Older Medicare beneficiaries with diabetes who participated in an HMO-sponsored health club benefit had notable reductions in total health care costs at both 1 year (−$1,633, P
< 0.001) and 2 years (−$1,230, P
= 0.06) after program enrollment compared with similar enrollees who did not participate in the program. The cost savings were largely attributable to fewer hospital admissions and lower inpatient care costs with those hospitalizations. We also found that participation in the SS program of two or more visits/week on average in year 1 was associated with lower total health care costs in year 2 compared with less frequent participation. These results suggest that physical activity by older adults with diabetes has the potential to have an impact on the considerable economic burden of diabetes on the health care system and society (1
). This is the first study to show an association between reduced health care costs and participation in a health plan–sponsored health club benefit in a cohort of older adults with diabetes over a 2-year period.
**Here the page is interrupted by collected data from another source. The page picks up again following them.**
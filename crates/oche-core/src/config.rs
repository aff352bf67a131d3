//! Game configuration and setup-time validation.

use serde::{Deserialize, Serialize};

use crate::error::{GameError, GameResult};
use crate::game::GameVariant;

/// Configuration for a new game session.
///
/// [`Game::new`](crate::Game::new) accepts any positive starting score so
/// practice games can run from arbitrary values; [`validate`](Self::validate)
/// is the stricter check a setup flow applies before a real match.
#[derive(Debug, Clone, Copy, PartialEq, Eq, Serialize, Deserialize)]
pub struct GameConfig {
    /// Rule set to play under.
    pub variant: GameVariant,
    /// Points every player starts from.
    pub starting_score: u32,
    /// Require checkouts to finish on a double.
    pub double_out: bool,
}

impl Default for GameConfig {
    fn default() -> Self {
        Self {
            variant: GameVariant::X01,
            starting_score: 501,
            double_out: false,
        }
    }
}

impl GameConfig {
    /// Set the game variant.
    pub fn with_variant(mut self, variant: GameVariant) -> Self {
        self.variant = variant;
        self
    }

    /// Set the starting score.
    pub fn with_starting_score(mut self, score: u32) -> Self {
        self.starting_score = score;
        self
    }

    /// Require or drop the double-out finishing rule.
    pub fn with_double_out(mut self, required: bool) -> Self {
        self.double_out = required;
        self
    }

    /// Check the configuration the way a pre-game setup flow must.
    ///
    /// The starting score has to be positive, and an X01 game must start
    /// from a score in the 01 family (301, 501, 701, 1001, ...).
    pub fn validate(&self) -> GameResult<()> {
        if self.starting_score == 0 {
            return Err(GameError::InvalidStartingScore(self.starting_score));
        }
        if self.variant == GameVariant::X01 && !is_x01_score(self.starting_score) {
            return Err(GameError::NotAnX01Score(self.starting_score));
        }
        Ok(())
    }
}

/// True when `score` belongs to the X01 family: any multiple of 100 plus one.
pub fn is_x01_score(score: u32) -> bool {
    score % 100 == 1
}

#[cfg(test)]
mod tests {
    use super::*;

    #[test]
    fn default_config() {
        let cfg = GameConfig::default();
        assert_eq!(cfg.variant, GameVariant::X01);
        assert_eq!(cfg.starting_score, 501);
        assert!(!cfg.double_out);
    }

    #[test]
    fn builder_methods() {
        let cfg = GameConfig::default()
            .with_variant(GameVariant::Cricket)
            .with_starting_score(301)
            .with_double_out(true);
        assert_eq!(cfg.variant, GameVariant::Cricket);
        assert_eq!(cfg.starting_score, 301);
        assert!(cfg.double_out);
    }

    #[test]
    fn x01_family_members_pass() {
        for score in [101, 301, 501, 701, 901, 1001] {
            let cfg = GameConfig::default().with_starting_score(score);
            assert!(cfg.validate().is_ok(), "{score} should validate");
        }
    }

    #[test]
    fn zero_starting_score_rejected() {
        let cfg = GameConfig::default().with_starting_score(0);
        assert_eq!(cfg.validate(), Err(GameError::InvalidStartingScore(0)));
    }

    #[test]
    fn non_family_x01_score_rejected() {
        for score in [100, 300, 500, 502, 999] {
            let cfg = GameConfig::default().with_starting_score(score);
            assert_eq!(cfg.validate(), Err(GameError::NotAnX01Score(score)));
        }
    }

    #[test]
    fn family_check_skipped_for_other_variants() {
        let cfg = GameConfig::default()
            .with_variant(GameVariant::AroundTheClock)
            .with_starting_score(20);
        assert!(cfg.validate().is_ok());
    }

    #[test]
    fn x01_family_predicate() {
        assert!(is_x01_score(301));
        assert!(is_x01_score(1001));
        assert!(!is_x01_score(300));
        assert!(!is_x01_score(0));
    }

    #[test]
    fn round_trip_serde() {
        let cfg = GameConfig::default().with_double_out(true);
        let json = serde_json::to_string(&cfg).unwrap();
        let cfg2: GameConfig = serde_json::from_str(&json).unwrap();
        assert_eq!(cfg2, cfg);
    }
}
While promising, these results should be interpreted with caution. Although we were able to adjust for a number of key variables that were available from automated administrative data, we were unable to account for all possible differences in factors that could have an impact on health care use and costs. The finding that SS participants had significantly more primary care visits and a higher preventive services index compared with control subjects suggests a potential selection bias and differences in health status and health-seeking behavior between the two groups. For instance, individuals who seek out more contact with the health care system might be more motivated to comply with medical treatments, engage in more health-screening activities, increase physical activity, improve their diet, or quit smoking. These behaviors may result in lower health care costs regardless of participation in a formal exercise program. We attempted to control for both health status and health-seeking behavior by including a measure of chronic disease burden, a summary preventive services index, and an empirically derived propensity score in our regression models; however, it is possible that the observed differences are still subject to residual confounding.
We used visits to the SS program as a proxy for physical activity and did not have data on the exact dose of exercise that members engaged in at the health clubs nor were we able to characterize the density or intensity of these visits. Information on physical activity that members engaged in outside of the program was also not available. It is plausible that the cost differences associated with SS participation may have been mediated by a direct effect of regular exercise on improved cardiometabolic risk factor control (7
) and fewer hospital admissions for acute hyperglycemic and cardiovascular complications. Other studies that have measured self-reported physical activity in older adults with diabetes (8
) or other comorbidities (25
) showed lower health care use or costs with higher levels of energy expenditure and walking duration. Di Loreto et al. (8
) reported dose-response effects of increasing energy expenditure on A1C and plasma lipids. Sustained reductions in A1C were associated with lower health care costs within 1–2 years in a large cohort of adults with diabetes from this same HMO (26
). A recent systematic review of diabetes disease management programs showed that in the short term, inpatient hospitalizations were reduced by a median of 18–31% in a general adult population (27
). Our findings of a 20–29% difference in hospital admissions in years 1 and 2 between SS participants and control subjects compare favorably to these disease management interventions.
Experimental studies have shown that higher volumes of exercise are associated with greater reductions in A1C (7
). Our exploratory analyses, which adjusted for potential confounding and selection bias, showed that participation in the SS program of two or more visits/week was associated with even greater cost savings. While promising, this finding should be interpreted with caution because the cost difference could primarily be due to the fact that healthier participants were able to participate more. Poor health, a greater number of comorbidities, and injuries have been associated with lower levels of physical activity in older adults (29
We showed that elective participation in a health club benefit was associated with notable reductions in total health care costs over 2 years in older adults with diabetes. We also showed that greater use of such benefits resulted in even greater cost reductions in the long term; however, the dose-response results should not be interpreted as a recommendation to encourage patients with diabetes to initiate intensive physical activity. Previous studies of exercise treatment in individuals with other chronic conditions suggested that exercise itself does not place patients at increased medical risk (31
), but a recent study showed higher than expected adverse events in middle- to older-aged patients with diabetes who participated in an aerobics and resistance exercise program compared with control subjects (38 vs. 14%) (28
). These dose-response findings are novel, but they need to be confirmed with randomized controlled trials that address self-selection and can more closely monitor older adults with diabetes who engage in moderate or strenuous exercise. Such a study would provide more definitive evidence about the health and economic outcomes of a health plan–sponsored health club benefit for older adults with chronic conditions such as diabetes.
Our findings do suggest that the health care cost reductions associated with health club participation for older adults in general (14
) also apply to older adults with diabetes. The impact on total health care costs are seen earlier and are of a threefold magnitude greater in this higher risk group. In contrast to the general older population that showed attenuated growth in total health care costs with greater participation, older adults with diabetes who made at least 2 visits/week to the SS program actually had reductions in total costs over time.